(Source data)
--------
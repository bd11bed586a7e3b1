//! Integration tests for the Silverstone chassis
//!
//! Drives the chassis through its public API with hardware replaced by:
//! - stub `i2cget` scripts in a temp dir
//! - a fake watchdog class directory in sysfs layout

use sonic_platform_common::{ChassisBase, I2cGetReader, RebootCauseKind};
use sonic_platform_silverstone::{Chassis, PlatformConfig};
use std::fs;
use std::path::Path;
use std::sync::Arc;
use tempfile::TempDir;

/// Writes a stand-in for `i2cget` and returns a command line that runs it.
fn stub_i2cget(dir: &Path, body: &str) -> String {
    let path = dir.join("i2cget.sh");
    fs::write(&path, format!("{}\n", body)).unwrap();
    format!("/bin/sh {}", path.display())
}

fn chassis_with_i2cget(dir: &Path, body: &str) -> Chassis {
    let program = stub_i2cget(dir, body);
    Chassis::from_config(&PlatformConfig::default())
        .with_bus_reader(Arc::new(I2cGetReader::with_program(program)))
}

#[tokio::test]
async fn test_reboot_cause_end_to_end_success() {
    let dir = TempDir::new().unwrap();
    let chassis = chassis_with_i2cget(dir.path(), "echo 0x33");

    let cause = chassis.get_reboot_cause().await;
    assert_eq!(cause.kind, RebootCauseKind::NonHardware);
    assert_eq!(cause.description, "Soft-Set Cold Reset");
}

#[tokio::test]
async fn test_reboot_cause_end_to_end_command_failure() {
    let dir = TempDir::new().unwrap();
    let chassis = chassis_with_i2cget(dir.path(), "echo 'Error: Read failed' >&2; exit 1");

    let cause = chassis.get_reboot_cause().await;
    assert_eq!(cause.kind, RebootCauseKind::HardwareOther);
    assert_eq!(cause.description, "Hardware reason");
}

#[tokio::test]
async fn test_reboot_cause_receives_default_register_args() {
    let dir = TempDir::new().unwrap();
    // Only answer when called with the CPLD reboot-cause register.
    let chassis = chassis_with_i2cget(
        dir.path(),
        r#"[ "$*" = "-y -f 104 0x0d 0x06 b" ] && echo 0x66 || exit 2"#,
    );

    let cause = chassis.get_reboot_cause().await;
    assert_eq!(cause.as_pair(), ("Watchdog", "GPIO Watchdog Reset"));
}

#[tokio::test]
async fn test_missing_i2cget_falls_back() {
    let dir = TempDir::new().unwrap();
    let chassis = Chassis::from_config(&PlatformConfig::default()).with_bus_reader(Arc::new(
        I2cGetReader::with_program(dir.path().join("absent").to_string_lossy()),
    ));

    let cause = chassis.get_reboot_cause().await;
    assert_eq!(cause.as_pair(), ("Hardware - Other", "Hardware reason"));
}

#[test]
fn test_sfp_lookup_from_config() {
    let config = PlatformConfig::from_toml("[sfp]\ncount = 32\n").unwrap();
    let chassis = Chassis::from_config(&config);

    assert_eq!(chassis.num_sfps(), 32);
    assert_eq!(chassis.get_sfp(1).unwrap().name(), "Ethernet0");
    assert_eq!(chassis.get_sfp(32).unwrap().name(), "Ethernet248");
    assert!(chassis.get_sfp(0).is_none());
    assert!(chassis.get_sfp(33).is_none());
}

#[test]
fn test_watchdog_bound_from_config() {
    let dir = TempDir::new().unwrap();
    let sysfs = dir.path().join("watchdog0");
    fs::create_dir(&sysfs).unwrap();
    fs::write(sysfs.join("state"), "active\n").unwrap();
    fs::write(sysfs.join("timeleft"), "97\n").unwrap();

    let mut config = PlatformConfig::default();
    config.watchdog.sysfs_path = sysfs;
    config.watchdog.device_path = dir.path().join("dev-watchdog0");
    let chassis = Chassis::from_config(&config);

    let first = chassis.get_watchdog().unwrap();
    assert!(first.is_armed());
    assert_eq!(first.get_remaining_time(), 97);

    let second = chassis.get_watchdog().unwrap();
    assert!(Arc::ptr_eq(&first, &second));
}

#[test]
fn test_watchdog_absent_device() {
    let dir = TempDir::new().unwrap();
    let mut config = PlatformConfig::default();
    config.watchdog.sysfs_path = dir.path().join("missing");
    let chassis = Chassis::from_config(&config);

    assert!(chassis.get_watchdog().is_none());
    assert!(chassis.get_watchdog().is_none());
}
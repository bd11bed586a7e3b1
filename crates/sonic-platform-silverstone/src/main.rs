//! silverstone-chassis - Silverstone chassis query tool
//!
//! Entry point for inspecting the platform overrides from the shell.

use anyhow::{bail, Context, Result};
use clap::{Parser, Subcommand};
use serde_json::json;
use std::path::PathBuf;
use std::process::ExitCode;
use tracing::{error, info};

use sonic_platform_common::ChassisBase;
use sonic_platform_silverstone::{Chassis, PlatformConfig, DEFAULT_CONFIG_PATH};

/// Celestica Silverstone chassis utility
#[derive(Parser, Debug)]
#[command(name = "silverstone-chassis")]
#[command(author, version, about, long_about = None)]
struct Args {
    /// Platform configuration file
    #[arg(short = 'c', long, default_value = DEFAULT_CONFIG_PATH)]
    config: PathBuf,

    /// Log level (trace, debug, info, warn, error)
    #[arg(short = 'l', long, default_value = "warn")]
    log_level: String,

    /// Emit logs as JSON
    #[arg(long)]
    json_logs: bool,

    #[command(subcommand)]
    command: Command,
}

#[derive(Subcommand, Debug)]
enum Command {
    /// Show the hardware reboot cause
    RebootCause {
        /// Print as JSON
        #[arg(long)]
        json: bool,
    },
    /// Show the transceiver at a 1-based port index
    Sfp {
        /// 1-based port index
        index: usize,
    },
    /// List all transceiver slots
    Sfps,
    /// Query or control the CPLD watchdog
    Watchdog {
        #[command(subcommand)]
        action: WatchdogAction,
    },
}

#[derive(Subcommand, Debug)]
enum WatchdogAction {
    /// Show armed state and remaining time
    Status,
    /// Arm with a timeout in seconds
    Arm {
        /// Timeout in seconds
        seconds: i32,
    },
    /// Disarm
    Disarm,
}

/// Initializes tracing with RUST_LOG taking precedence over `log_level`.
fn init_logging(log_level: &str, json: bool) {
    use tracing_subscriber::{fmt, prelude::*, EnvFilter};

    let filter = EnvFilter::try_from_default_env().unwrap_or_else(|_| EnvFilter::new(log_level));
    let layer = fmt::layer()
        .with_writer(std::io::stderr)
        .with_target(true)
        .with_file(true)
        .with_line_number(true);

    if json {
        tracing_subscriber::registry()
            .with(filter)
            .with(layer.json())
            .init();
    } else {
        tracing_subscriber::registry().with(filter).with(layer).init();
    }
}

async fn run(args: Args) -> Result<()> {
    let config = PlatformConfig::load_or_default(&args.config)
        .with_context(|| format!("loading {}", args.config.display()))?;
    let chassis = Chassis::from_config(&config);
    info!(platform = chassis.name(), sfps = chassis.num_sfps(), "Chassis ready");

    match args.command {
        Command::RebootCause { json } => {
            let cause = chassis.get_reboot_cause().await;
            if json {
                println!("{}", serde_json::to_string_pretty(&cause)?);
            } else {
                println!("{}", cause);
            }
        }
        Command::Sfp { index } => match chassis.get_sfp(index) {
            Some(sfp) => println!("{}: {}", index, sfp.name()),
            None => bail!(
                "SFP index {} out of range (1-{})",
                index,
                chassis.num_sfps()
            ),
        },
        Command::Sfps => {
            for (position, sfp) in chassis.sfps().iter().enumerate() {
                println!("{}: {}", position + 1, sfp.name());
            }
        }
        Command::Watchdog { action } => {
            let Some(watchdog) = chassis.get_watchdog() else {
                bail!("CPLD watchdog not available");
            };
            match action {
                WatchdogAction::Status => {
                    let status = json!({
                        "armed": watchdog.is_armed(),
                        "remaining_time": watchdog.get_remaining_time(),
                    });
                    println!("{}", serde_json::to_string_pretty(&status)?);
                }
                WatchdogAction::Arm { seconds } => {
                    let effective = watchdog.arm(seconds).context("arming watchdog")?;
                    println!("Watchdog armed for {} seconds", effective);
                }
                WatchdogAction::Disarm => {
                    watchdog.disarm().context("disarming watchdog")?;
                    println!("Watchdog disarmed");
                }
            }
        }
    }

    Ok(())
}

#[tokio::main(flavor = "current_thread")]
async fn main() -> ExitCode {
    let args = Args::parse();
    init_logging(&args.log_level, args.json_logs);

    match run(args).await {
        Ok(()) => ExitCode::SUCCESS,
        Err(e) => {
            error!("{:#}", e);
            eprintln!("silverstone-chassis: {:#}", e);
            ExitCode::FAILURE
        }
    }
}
--------
:: WHAT THIS TASK INVOLVES ::
The lines above that hold the string "Result" are to be located and copied.

:: SOLUTION FOR THIS TASK ::
use anyhow::{bail, Context, Result};
async fn run(args: Args) -> Result<()> {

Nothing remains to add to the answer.